The Supreme Court held that the concept of carry-forward of loss did not stand in vacuo and involved the notion of set-off. Its sole purpose was to set off the loss against the profits of a subsequent year. If such set-off was not permissible or possible owing to the profits or income of the subsequent year arising from a non-taxable source, there was no question of a loss to be carried forward. Conversely, if the loss arising in the previous year was under a head not chargeable to tax, it also could not be allowed to be carried forward and absorbed against income in a subsequent year, from a taxable source. In its judgment the Supreme Court discussed the concept of " profits and gains " as opposed to loss in the language as follows :
" From the charging provisions of the Act, it is discernible that the words " income " or " profits and gains " should be understood as including losses also, so that, in one sense " profits and gains " represent " plus income " whereas losses represent " minus income ". In other words, loss is negative profit. Both positive and negative profits are of a revenue character. Both must enter into computation, wherever it becomes material, in the same mode of the taxable income of the assessee."

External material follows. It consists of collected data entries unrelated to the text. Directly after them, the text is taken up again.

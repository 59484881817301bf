// Pamphlet-shaped inputs with known corpus output
// WHY: Golden-file testing requires deterministic input/output pairs for validation

/// Front-matter lines at the top of PAMPHLET_TEXT
pub const PAMPHLET_FRONT_MATTER_LINES: usize = 5;

pub const PAMPHLET_NOTICE: &str = "Visit the J. C. O\u{2019}Hair Online Library at https://bereanbiblesociety.org/j-c-ohair-online-library/";

/// Miniature pamphlet: title page and contents, then lessons with page-break noise.
/// Contents entries repeat heading text and must be skipped by the discard offset.
pub const PAMPHLET_TEXT: &str = "ONE HUNDRED AND SEVENTY
BIBLE LESSONS
Lesson One
Lesson Two
Lesson One Hundred and Seventy
\u{000C}
Lesson One
   In the beginning God created the heaven and the earth.
Genesis 1:1
Visit the J. C. O\u{2019}Hair Online Library at https://bereanbiblesociety.org/j-c-ohair-online-library/
\u{000C}
LESSON TWO
Grace and truth came by Jesus Christ.

Lesson Twenty-One
Note the dash form.
Lesson Twenty One
Note the space form.
Lesson One Hundred Five
Without and.
Lesson One Hundred and Seventy
The last lesson.
";

/// Expected corpus for PAMPHLET_TEXT with PAMPHLET_FRONT_MATTER_LINES discarded
pub const PAMPHLET_EXPECTED: &str = "in the beginning god created the heaven and the earth. genesis 1:1
grace and truth came by jesus christ.
note the dash form.
note the space form.
without and.
the last lesson.";

pub const PAMPHLET_EXPECTED_LESSONS: usize = 6;
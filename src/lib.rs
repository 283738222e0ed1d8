//! Oil-change interval estimator and the HTTP service behind the
//! calculator form.

pub mod api;
pub mod config;
pub mod error;
pub mod estimation;
pub mod state;
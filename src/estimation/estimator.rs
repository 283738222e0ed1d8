//! Oil-change interval estimator.
//!
//! `estimate` is a pure function of the request, the interval source and the
//! injected current date. It never reads a clock.

use crate::estimation::table::{
    DrivingSeverity, IntervalSource, OilClass, StandardIntervals, VehicleClass,
};
use time::Date;

/// Severe driving conditions shorten the distance limit to 80%.
pub const SEVERE_DISTANCE_FACTOR: f64 = 0.8;

#[derive(Debug, Clone, Copy, PartialEq)]
pub struct EstimationRequest {
    pub vehicle: VehicleClass,
    pub oil: OilClass,
    pub distance_driven_km: f64,
    pub last_change_date: Option<Date>,
    pub severity: DrivingSeverity,
}

impl EstimationRequest {
    pub fn new(vehicle: VehicleClass, oil: OilClass, distance_driven_km: f64) -> Self {
        Self {
            vehicle,
            oil,
            distance_driven_km,
            last_change_date: None,
            severity: DrivingSeverity::Normal,
        }
    }

    pub fn with_last_change_date(mut self, date: Date) -> Self {
        self.last_change_date = Some(date);
        self
    }

    pub fn with_severity(mut self, severity: DrivingSeverity) -> Self {
        self.severity = severity;
        self
    }
}

#[derive(Debug, Clone, Copy, PartialEq)]
pub enum EstimationResult {
    /// Distance was NaN, infinite or negative.
    InvalidInput,
    /// The interval source has no entry for the requested pair.
    InvalidConfiguration,
    DueByTime,
    Overdue { excess_km: f64 },
    RemainingDistance { remaining_km: u64 },
}

/// Estimate against the built-in interval table.
pub fn estimate_standard(request: &EstimationRequest, now: Date) -> EstimationResult {
    estimate(&StandardIntervals, request, now)
}

pub fn estimate(
    source: &dyn IntervalSource,
    request: &EstimationRequest,
    now: Date,
) -> EstimationResult {
    let distance_driven_km = request.distance_driven_km;
    if !distance_driven_km.is_finite() || distance_driven_km < 0.0 {
        return EstimationResult::InvalidInput;
    }

    let Some(recommendation) = source.lookup(request.vehicle, request.oil) else {
        return EstimationResult::InvalidConfiguration;
    };

    let mut limit_km = f64::from(recommendation.distance_limit_km);
    if request.severity == DrivingSeverity::Severe {
        limit_km *= SEVERE_DISTANCE_FACTOR;
    }

    // Not clamped: the sign decides between overdue and remaining.
    let remaining_km = limit_km - distance_driven_km;

    if let Some(last_change) = request.last_change_date
        && elapsed_months(last_change, now) > i64::from(recommendation.time_limit_months)
    {
        return EstimationResult::DueByTime;
    }

    if remaining_km <= 0.0 {
        return EstimationResult::Overdue {
            excess_km: remaining_km.abs(),
        };
    }

    EstimationResult::RemainingDistance {
        remaining_km: remaining_km.round() as u64,
    }
}

/// Whole calendar months between two dates, ignoring the day of month.
///
/// Jan 31 to Feb 1 counts as one month. Negative when `now` precedes `since`.
pub fn elapsed_months(since: Date, now: Date) -> i64 {
    let years = i64::from(now.year()) - i64::from(since.year());
    let months = i64::from(u8::from(now.month())) - i64::from(u8::from(since.month()));
    years * 12 + months
}
use oil_interval::config::{self, Config};
use oil_interval::error::AppError;
use oil_interval::estimation::table::IntervalSource;
use oil_interval::estimation::{self, StandardIntervals};
use oil_interval::{api, state};
use std::net::SocketAddr;
use std::sync::Arc;

fn init_tracing(config: &Config) {
    let subscriber = tracing_subscriber::fmt()
        .with_target(false)
        .with_max_level(config.log_level())
        .finish();
    let _ = tracing::subscriber::set_global_default(subscriber);
}

#[tokio::main]
async fn main() -> Result<(), AppError> {
    let config = config::load_default()?;
    init_tracing(&config);
    tracing::info!(
        app = %config.app.name,
        config_path = config::DEFAULT_CONFIG_PATH,
        "oil-interval starting"
    );

    let intervals = select_intervals(&config);
    tracing::info!(source = intervals.name(), "Interval table selected");
    let state = Arc::new(state::AppState::new(intervals));

    let app = api::router(state);
    let port = config.server_port();
    let addr = SocketAddr::from(([0, 0, 0, 0], port));
    let listener = tokio::net::TcpListener::bind(addr).await?;
    tracing::info!(%addr, "API server listening");
    axum::serve(listener, app).await?;

    Ok(())
}

/// Load the configured interval file, falling back to the built-in table.
fn select_intervals(config: &Config) -> Arc<dyn IntervalSource> {
    match config.interval_table_path() {
        Some(path) => match estimation::load_intervals_from_path(path) {
            Ok(source) => {
                tracing::info!(path = %path.display(), "Interval table loaded");
                Arc::from(source)
            }
            Err(e) => {
                tracing::warn!(error = %e, "Failed to load interval table, using default");
                Arc::new(StandardIntervals)
            }
        },
        None => {
            tracing::info!("No interval table configured, using default");
            Arc::new(StandardIntervals)
        }
    }
}
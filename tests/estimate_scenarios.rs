use oil_interval::estimation::{
    DrivingSeverity, EstimationRequest, EstimationResult, OilClass, VehicleClass, estimate,
    estimate_standard, load_intervals_from_path,
};
use time::{Date, Month};

fn today() -> Result<Date, time::error::ComponentRange> {
    Date::from_calendar_date(2026, Month::October, 17)
}

#[test]
fn car_synthetic_at_limit_is_overdue_by_zero() -> Result<(), Box<dyn std::error::Error>> {
    let request = EstimationRequest::new(VehicleClass::Car, OilClass::Synthetic, 15_000.0);

    let result = estimate_standard(&request, today()?);

    assert_eq!(result, EstimationResult::Overdue { excess_km: 0.0 });
    assert_eq!(
        result.to_string(),
        "Oil change overdue! You've driven 0 km beyond the limit."
    );
    Ok(())
}

#[test]
fn car_synthetic_has_remaining_distance() -> Result<(), Box<dyn std::error::Error>> {
    let request = EstimationRequest::new(VehicleClass::Car, OilClass::Synthetic, 10_000.0);

    let result = estimate_standard(&request, today()?);

    assert_eq!(
        result,
        EstimationResult::RemainingDistance {
            remaining_km: 5_000
        }
    );
    Ok(())
}

#[test]
fn motorcycle_conventional_severe_uses_shortened_limit() -> Result<(), Box<dyn std::error::Error>> {
    let request = EstimationRequest::new(
        VehicleClass::MotorcycleHeavyDuty,
        OilClass::Conventional,
        3_000.0,
    )
    .with_severity(DrivingSeverity::Severe);

    let result = estimate_standard(&request, today()?);

    assert_eq!(
        result,
        EstimationResult::RemainingDistance {
            remaining_km: 1_800
        }
    );
    Ok(())
}

#[test]
fn car_semi_synthetic_changed_eight_months_ago_is_due() -> Result<(), Box<dyn std::error::Error>> {
    let last_change = Date::from_calendar_date(2026, Month::February, 5)?;
    let request = EstimationRequest::new(VehicleClass::Car, OilClass::SemiSynthetic, 1_000.0)
        .with_last_change_date(last_change);

    let result = estimate_standard(&request, today()?);

    assert_eq!(result, EstimationResult::DueByTime);
    Ok(())
}

#[test]
fn nan_distance_is_invalid_input() -> Result<(), Box<dyn std::error::Error>> {
    let request = EstimationRequest::new(VehicleClass::Car, OilClass::Synthetic, f64::NAN);

    let result = estimate_standard(&request, today()?);

    assert_eq!(result, EstimationResult::InvalidInput);
    Ok(())
}

#[test]
fn bundled_table_agrees_with_built_in_table() -> Result<(), Box<dyn std::error::Error>> {
    let source = load_intervals_from_path("config/intervals.json")?;
    let request = EstimationRequest::new(
        VehicleClass::MotorcycleHeavyDuty,
        OilClass::SemiSynthetic,
        2_000.0,
    );

    let calibrated = estimate(source.as_ref(), &request, today()?);
    let standard = estimate_standard(&request, today()?);

    assert_eq!(calibrated, standard);
    Ok(())
}
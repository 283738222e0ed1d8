use crate::estimation::estimator::EstimationResult;
use std::fmt;

impl fmt::Display for EstimationResult {
    fn fmt(&self, f: &mut fmt::Formatter<'_>) -> fmt::Result {
        match self {
            EstimationResult::InvalidInput => write!(f, "Please enter a valid distance."),
            EstimationResult::InvalidConfiguration => {
                write!(f, "Invalid vehicle type or oil type.")
            }
            EstimationResult::DueByTime => write!(f, "Oil change due based on time."),
            EstimationResult::Overdue { excess_km } => write!(
                f,
                "Oil change overdue! You've driven {excess_km} km beyond the limit."
            ),
            EstimationResult::RemainingDistance { remaining_km } => write!(
                f,
                "Remaining distance before oil change: {remaining_km} km."
            ),
        }
    }
}

#[cfg(test)]
mod tests {
    use super::*;

    #[test]
    fn overdue_message_drops_trailing_zero_fraction() {
        let result = EstimationResult::Overdue { excess_km: 250.0 };

        assert_eq!(
            result.to_string(),
            "Oil change overdue! You've driven 250 km beyond the limit."
        );
    }

    #[test]
    fn overdue_message_keeps_fractional_excess() {
        let result = EstimationResult::Overdue { excess_km: 12.5 };

        assert_eq!(
            result.to_string(),
            "Oil change overdue! You've driven 12.5 km beyond the limit."
        );
    }

    #[test]
    fn remaining_message_uses_whole_km() {
        let result = EstimationResult::RemainingDistance {
            remaining_km: 1_800,
        };

        assert_eq!(
            result.to_string(),
            "Remaining distance before oil change: 1800 km."
        );
    }

    #[test]
    fn fixed_messages() {
        assert_eq!(
            EstimationResult::DueByTime.to_string(),
            "Oil change due based on time."
        );
        assert_eq!(
            EstimationResult::InvalidInput.to_string(),
            "Please enter a valid distance."
        );
        assert_eq!(
            EstimationResult::InvalidConfiguration.to_string(),
            "Invalid vehicle type or oil type."
        );
    }
}
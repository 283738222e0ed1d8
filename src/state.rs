use crate::estimation::StandardIntervals;
use crate::estimation::table::IntervalSource;
use std::sync::Arc;

/// Shared, read-only state handed to every API handler.
#[derive(Debug, Clone)]
pub struct AppState {
    intervals: Arc<dyn IntervalSource>,
}

impl AppState {
    pub fn new(intervals: Arc<dyn IntervalSource>) -> Self {
        Self { intervals }
    }

    pub fn intervals(&self) -> &dyn IntervalSource {
        self.intervals.as_ref()
    }
}

impl Default for AppState {
    fn default() -> Self {
        Self::new(Arc::new(StandardIntervals))
    }
}
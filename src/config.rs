use serde::Deserialize;
use std::path::{Path, PathBuf};
use std::str::FromStr;
use thiserror::Error;
use tracing::Level;

pub const DEFAULT_CONFIG_PATH: &str = "config/config.toml";
pub const DEFAULT_SERVER_PORT: u16 = 8080;

#[derive(Debug, Deserialize, Clone)]
pub struct Config {
    pub app: AppSection,
    pub logging: LoggingSection,
    #[serde(default)]
    pub intervals: Option<IntervalsSection>,
    #[serde(default)]
    pub server: Option<ServerSection>,
}

#[derive(Debug, Deserialize, Clone)]
pub struct AppSection {
    pub name: String,
}

#[derive(Debug, Deserialize, Clone)]
pub struct LoggingSection {
    pub level: String,
}

#[derive(Debug, Deserialize, Clone)]
pub struct IntervalsSection {
    /// JSON interval table; the built-in table is used when absent
    pub path: Option<PathBuf>,
}

#[derive(Debug, Deserialize, Clone)]
pub struct ServerSection {
    /// Port to listen on (default: 8080)
    pub port: Option<u16>,
}

#[derive(Debug, Error)]
pub enum ConfigError {
    #[error("failed to read config: {0}")]
    Read(#[from] std::io::Error),
    #[error("failed to parse config: {0}")]
    Parse(#[from] toml::de::Error),
}

pub fn load_default() -> Result<Config, ConfigError> {
    load_from_path(DEFAULT_CONFIG_PATH)
}

pub fn load_from_path(path: impl AsRef<Path>) -> Result<Config, ConfigError> {
    let contents = std::fs::read_to_string(path)?;
    let config: Config = toml::from_str(&contents)?;
    Ok(config)
}

impl Config {
    pub fn interval_table_path(&self) -> Option<&Path> {
        let path = self.intervals.as_ref()?.path.as_deref()?;
        if path.as_os_str().is_empty() {
            None
        } else {
            Some(path)
        }
    }

    /// Returns the server port (default: 8080)
    pub fn server_port(&self) -> u16 {
        self.server
            .as_ref()
            .and_then(|s| s.port)
            .unwrap_or(DEFAULT_SERVER_PORT)
    }

    /// Log level from `[logging].level`, `INFO` when unrecognised.
    pub fn log_level(&self) -> Level {
        Level::from_str(self.logging.level.trim()).unwrap_or(Level::INFO)
    }
}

Mr. Pal also relied on the decision in the case of Commissioner of Income-tax v. Khushal Chand Daga [1961] 42 ITR 177 (SC). In this case the Supreme Court held that where the Income-tax Officer failed to notify to the assessee the amount of loss for any year as computed by him in accordance with section 24(3) of the Income-tax Act, the assessee was entitled to have such a loss redetermined in a subsequent year.
This decision does not appear to advance the case of the assessee any further.
Mr. Ajit Sengupta, learned counsel for the revenue, on the other hand, contended that the matter was concluded by reason of the orders passed by the Income-tax Officer in the original assessments and the same could not be reopened and gone into afresh in the reassessment proceedings. In support of this proposition Mr. Sengupta relied on and cited a large number of decisions which are considered according to their chronological order hereinbelow :
1. Satyendra Mohen Roy Choudhury v. Commissioner of Income-tax [1930] 4 ITC 447 ; AIR 1930 Cal 627, 630 [FB]. In this case a Full Bench of this court considered the nature of reassessment proceedings. Rankin C.J., dealing with section 34 of the Indian Income-tax Act, 1922, observed at page 451 of the report as follows :
" ............I am unable to say that the language of section 34 points to an intention to give the assessee a right to reopen the whole assessment before being rendered liable to further tax ............As a matter of the true construction of this section, it appears to me that if the legislature had meant to say that if in any case it appears to the Income-tax Officer that an assessee has been assessed upon too low a figure or at too low a rate, the Income-tax Officer may issue a fresh notice under section 22(2) and may proceed to reassess such assessee afresh, the language employed would have been noticeably different from that which we find in the present section.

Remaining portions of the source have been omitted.